I was just going to ask why Dolly hadn't gone to Mrs. Barnes and helped with the paying guests, instead of Mrs. Barnes giving them up and going to Dolly; but I stopped because I thought perhaps such a question, seeing that they quite remarkably refrain from asking me questions, might have been a little indiscreet at our present stage of intimacy. No, I can't call it intimacy,—friendship, then. No, I can't call it friendship either, yet; the only word at present is acquaintanceship.

August 21st.

The conduct of my guests is so extraordinarily discreet, their careful avoidance of curiosity, of questions, is so remarkable, that I can but try to imitate. They haven't asked me a single thing. I positively thrust the Dean on them. They make no comment on anything either, except the situation and the view. We seem to talk if not only certainly chiefly about that. We haven't even got to books yet. I still don't know about The Rosary. Once or twice when I have been alone with Mrs. Barnes she has begun to talk of Dolly, who appears to fill most of her thoughts, but each time she has broken off in the middle and resumed her praises of the situation and the view. I haven't been alone at all yet with Dolly; nor, though Mr. Barnes has been dwelt upon in detail, have I been told anything about Mr. Jewks.

August 22nd.

Impetuosity sometimes gets the better of me, and out begins to rush a question; but up to now I have succeeded in catching it and strangling it before it is complete. For perhaps my new friends have been very unhappy, just as I have been very unhappy, and they may be struggling out of it just as I am, still with places in their memories that hurt too much for them to dare to touch. Perhaps it is only by silence and reserve that they can manage to be brave.

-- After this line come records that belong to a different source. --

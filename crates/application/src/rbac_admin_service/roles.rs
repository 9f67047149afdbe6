use super::*;

use hrdesk_core::AppError;
use hrdesk_domain::{Role, RoleKey};
use tracing::info;

use crate::{AccessPolicy, CreateRoleInput, UpdateRoleInput};

impl RbacAdminService {
    /// Returns all roles.
    pub async fn list_roles(&self, actor: &AccessContext) -> AppResult<Vec<Role>> {
        Self::require(actor, AccessPolicy::rbac_read())?;
        self.roles.list_roles().await
    }

    /// Returns one role by identifier.
    pub async fn get_role(&self, actor: &AccessContext, role_id: &RoleKey) -> AppResult<Role> {
        Self::require(actor, AccessPolicy::rbac_read())?;
        self.roles
            .find_role(role_id)
            .await?
            .ok_or_else(|| AppError::NotFound(format!("role '{role_id}' was not found")))
    }

    /// Creates a role.
    pub async fn create_role(
        &self,
        actor: &AccessContext,
        input: CreateRoleInput,
    ) -> AppResult<Role> {
        Self::require(actor, AccessPolicy::rbac_write())?;

        let role = self.roles.create_role(input).await?;
        info!(
            actor = actor.subject(),
            role_id = %role.role_id(),
            role_name = role.name(),
            "role created"
        );

        Ok(role)
    }

    /// Updates a role's name and description.
    pub async fn update_role(
        &self,
        actor: &AccessContext,
        role_id: &RoleKey,
        input: UpdateRoleInput,
    ) -> AppResult<Role> {
        Self::require(actor, AccessPolicy::rbac_write())?;

        let role = self.roles.update_role(role_id, input).await?;
        info!(
            actor = actor.subject(),
            role_id = %role.role_id(),
            role_name = role.name(),
            "role updated"
        );

        Ok(role)
    }

    /// Deletes an unassigned role together with its permissions.
    pub async fn delete_role(&self, actor: &AccessContext, role_id: &RoleKey) -> AppResult<()> {
        Self::require(actor, AccessPolicy::rbac_write())?;

        self.roles.delete_role(role_id).await?;
        info!(actor = actor.subject(), role_id = %role_id, "role deleted");

        Ok(())
    }
}
mod inputs;
mod repositories;
mod token;

pub use inputs::{
    AssignmentEntry, AssignmentQuery, CreateAssignmentInput, CreatePermissionInput,
    CreateRoleInput, UpdatePermissionInput, UpdateRoleInput,
};
pub use repositories::{AssignmentRepository, PermissionRepository, RoleRepository};
pub use token::TokenVerifier;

There are no signs, though, of anything of the sort on their composed faces; but then neither, I think, would they see any signs of such things on mine. The moment as it passes is, I find, somehow a gay thing. Somebody says something amusing, and I laugh; somebody is kind, and I am happy. Just the smell of a flower, the turn of a sentence, anything, the littlest thing, is enough to make the passing moment gay to me. I am sure my guests can't tell by looking at me that I have ever been anything but cheerful; and so I, by looking at them, wouldn't be able to say that they have ever been anything but composed,—Mrs. Barnes composed and grave, Mrs. Jewks composed and smiling.

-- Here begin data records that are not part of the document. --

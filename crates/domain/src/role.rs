use std::fmt::{Display, Formatter};
use std::str::FromStr;

use chrono::{DateTime, Utc};
use hrdesk_core::{AppError, AppResult, NonEmptyString};
use serde::{Deserialize, Serialize};

const ROLE_KEY_MAX_LENGTH: usize = 64;
const ROLE_NAME_MAX_LENGTH: usize = 100;

/// Stable role identifier used in comparisons and foreign keys.
///
/// Keys are lowercase slugs: an ASCII letter followed by letters, digits or
/// underscores.
#[derive(Debug, Clone, PartialEq, Eq, Hash, PartialOrd, Ord, Serialize, Deserialize)]
#[serde(try_from = "String", into = "String")]
pub struct RoleKey(String);

impl RoleKey {
    /// Creates a validated role key.
    pub fn new(value: impl Into<String>) -> AppResult<Self> {
        let value = value.into();
        let trimmed = value.trim();

        if trimmed.is_empty() {
            return Err(AppError::Validation(
                "role identifier must not be empty".to_owned(),
            ));
        }

        if trimmed.len() > ROLE_KEY_MAX_LENGTH {
            return Err(AppError::Validation(format!(
                "role identifier must not exceed {ROLE_KEY_MAX_LENGTH} characters"
            )));
        }

        let mut characters = trimmed.chars();
        let starts_with_letter = characters
            .next()
            .is_some_and(|character| character.is_ascii_lowercase());
        let rest_is_slug = characters.all(|character| {
            character.is_ascii_lowercase() || character.is_ascii_digit() || character == '_'
        });

        if !starts_with_letter || !rest_is_slug {
            return Err(AppError::Validation(format!(
                "role identifier '{trimmed}' must be a lowercase slug"
            )));
        }

        Ok(Self(trimmed.to_owned()))
    }

    /// Returns the key as a string slice.
    #[must_use]
    pub fn as_str(&self) -> &str {
        self.0.as_str()
    }
}

impl Display for RoleKey {
    fn fmt(&self, formatter: &mut Formatter<'_>) -> std::fmt::Result {
        formatter.write_str(self.0.as_str())
    }
}

impl TryFrom<String> for RoleKey {
    type Error = AppError;

    fn try_from(value: String) -> Result<Self, Self::Error> {
        Self::new(value)
    }
}

impl From<RoleKey> for String {
    fn from(value: RoleKey) -> Self {
        value.0
    }
}

impl From<CanonicalRole> for RoleKey {
    fn from(value: CanonicalRole) -> Self {
        Self(value.key().to_owned())
    }
}

/// The fixed roles referenced by route allow-lists.
#[derive(Debug, Clone, Copy, PartialEq, Eq, Hash, Serialize, Deserialize)]
#[serde(rename_all = "snake_case")]
pub enum CanonicalRole {
    /// Full administrative access.
    Admin,
    /// Human-resources staff.
    Hr,
    /// Line managers.
    Manager,
    /// Regular employees.
    Employee,
}

impl CanonicalRole {
    /// Returns the stable role identifier.
    #[must_use]
    pub fn key(&self) -> &'static str {
        match self {
            Self::Admin => "role_admin",
            Self::Hr => "role_hr",
            Self::Manager => "role_manager",
            Self::Employee => "role_employee",
        }
    }

    /// Returns the human-facing label legacy tokens carry.
    #[must_use]
    pub fn display_name(&self) -> &'static str {
        match self {
            Self::Admin => "Admin",
            Self::Hr => "HR",
            Self::Manager => "Manager",
            Self::Employee => "Employee",
        }
    }

    /// Returns all canonical roles.
    #[must_use]
    pub fn all() -> &'static [Self] {
        const ALL: &[CanonicalRole] = &[
            CanonicalRole::Admin,
            CanonicalRole::Hr,
            CanonicalRole::Manager,
            CanonicalRole::Employee,
        ];

        ALL
    }
}

impl FromStr for CanonicalRole {
    type Err = AppError;

    fn from_str(value: &str) -> Result<Self, Self::Err> {
        match value {
            "role_admin" => Ok(Self::Admin),
            "role_hr" => Ok(Self::Hr),
            "role_manager" => Ok(Self::Manager),
            "role_employee" => Ok(Self::Employee),
            _ => Err(AppError::Validation(format!(
                "unknown canonical role '{value}'"
            ))),
        }
    }
}

/// Named bundle of capabilities assignable to employees.
#[derive(Debug, Clone, PartialEq, Eq, Serialize, Deserialize)]
pub struct Role {
    role_id: RoleKey,
    name: NonEmptyString,
    description: Option<String>,
    created_at: DateTime<Utc>,
    updated_at: DateTime<Utc>,
}

impl Role {
    /// Creates a role after validating its display name and description.
    pub fn new(
        role_id: RoleKey,
        name: impl Into<String>,
        description: Option<String>,
        created_at: DateTime<Utc>,
        updated_at: DateTime<Utc>,
    ) -> AppResult<Self> {
        Ok(Self {
            role_id,
            name: validate_role_name(name.into())?,
            description: normalize_description(description),
            created_at,
            updated_at,
        })
    }

    /// Returns a copy with a new name and description; the identifier is kept.
    pub fn renamed(
        &self,
        name: impl Into<String>,
        description: Option<String>,
        updated_at: DateTime<Utc>,
    ) -> AppResult<Self> {
        Self::new(
            self.role_id.clone(),
            name,
            description,
            self.created_at,
            updated_at,
        )
    }

    /// Returns the stable identifier.
    #[must_use]
    pub fn role_id(&self) -> &RoleKey {
        &self.role_id
    }

    /// Returns the unique display name.
    #[must_use]
    pub fn name(&self) -> &str {
        self.name.as_str()
    }

    /// Returns the optional description.
    #[must_use]
    pub fn description(&self) -> Option<&str> {
        self.description.as_deref()
    }

    /// Returns the creation timestamp.
    #[must_use]
    pub fn created_at(&self) -> DateTime<Utc> {
        self.created_at
    }

    /// Returns the last update timestamp.
    #[must_use]
    pub fn updated_at(&self) -> DateTime<Utc> {
        self.updated_at
    }
}

fn validate_role_name(name: String) -> AppResult<NonEmptyString> {
    let trimmed = name.trim();
    if trimmed.chars().count() > ROLE_NAME_MAX_LENGTH {
        return Err(AppError::Validation(format!(
            "role name must not exceed {ROLE_NAME_MAX_LENGTH} characters"
        )));
    }

    NonEmptyString::new(trimmed)
}

fn normalize_description(description: Option<String>) -> Option<String> {
    description
        .map(|value| value.trim().to_owned())
        .filter(|value| !value.is_empty())
}

#[cfg(test)]
mod tests {
    use std::str::FromStr;

    use chrono::Utc;

    use super::{CanonicalRole, Role, RoleKey};

    #[test]
    fn role_key_accepts_slugs() {
        assert!(RoleKey::new("role_admin").is_ok());
        assert!(RoleKey::new("payroll_2024").is_ok());
    }

    #[test]
    fn role_key_rejects_display_labels() {
        assert!(RoleKey::new("Admin").is_err());
        assert!(RoleKey::new("role admin").is_err());
        assert!(RoleKey::new("1role").is_err());
        assert!(RoleKey::new("  ").is_err());
    }

    #[test]
    fn canonical_role_keys_roundtrip() {
        for role in CanonicalRole::all() {
            let parsed = CanonicalRole::from_str(role.key());
            assert!(matches!(parsed, Ok(value) if value == *role));
            assert!(RoleKey::new(role.key()).is_ok());
        }
    }

    #[test]
    fn renaming_keeps_identifier_and_creation_time() {
        let created_at = Utc::now();
        let role = Role::new(
            RoleKey::from(CanonicalRole::Manager),
            "Manager",
            None,
            created_at,
            created_at,
        );
        let Ok(role) = role else {
            panic!("role should be valid");
        };

        let renamed = role.renamed("Team Lead", Some("  leads a team ".to_owned()), Utc::now());
        let Ok(renamed) = renamed else {
            panic!("rename should be valid");
        };

        assert_eq!(renamed.role_id().as_str(), "role_manager");
        assert_eq!(renamed.name(), "Team Lead");
        assert_eq!(renamed.description(), Some("leads a team"));
        assert_eq!(renamed.created_at(), created_at);
    }

    #[test]
    fn blank_description_is_dropped() {
        let now = Utc::now();
        let role = Role::new(
            RoleKey::from(CanonicalRole::Hr),
            "HR",
            Some("   ".to_owned()),
            now,
            now,
        );
        assert!(matches!(role, Ok(role) if role.description().is_none()));
    }
}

But I refuse now to jump at conclusions in the nimble way I used to. Even about Mrs. Barnes, who would seem to be an untouched monument of tranquillity, a cave of calm memories, I can no longer be sure. And so we sit together quietly on the terrace, and are as presentable as so many tidy, white-curtained houses in a decent street. We don't know what we've got inside us each of disorder, of discomfort, of anxieties. Perhaps there is nothing; perhaps my friends are as tidy and quiet inside as out. Anyhow up to now we have kept ourselves to ourselves, as Mrs. Barnes would say, and we make a most creditable show.

Only I don't believe in that keeping oneself to oneself attitude. Life is too brief to waste any of it being slow in making friends. I have a theory—Mrs. Barnes isn't the only one of us three who has theories—that reticence is a stuffy, hampering thing. Except about one's extremest bitter grief, which is, like one's extremest joy of love, too deeply hidden away with God to be told of, one should be without reserves. And if one makes mistakes, and if the other person turns out to have been unworthy of being treated frankly and goes away and distorts, it can't be helped,—one just takes the risk. For isn't anything better than distrust, and the slowness and selfish fear of caution? Isn't anything better than not doing one's fellow creatures the honour of taking it for granted that they are, women and all, gentlemen? Besides, how lonely....

August 23rd.

The sun goes on blazing, and we go on sitting in the shade in a row.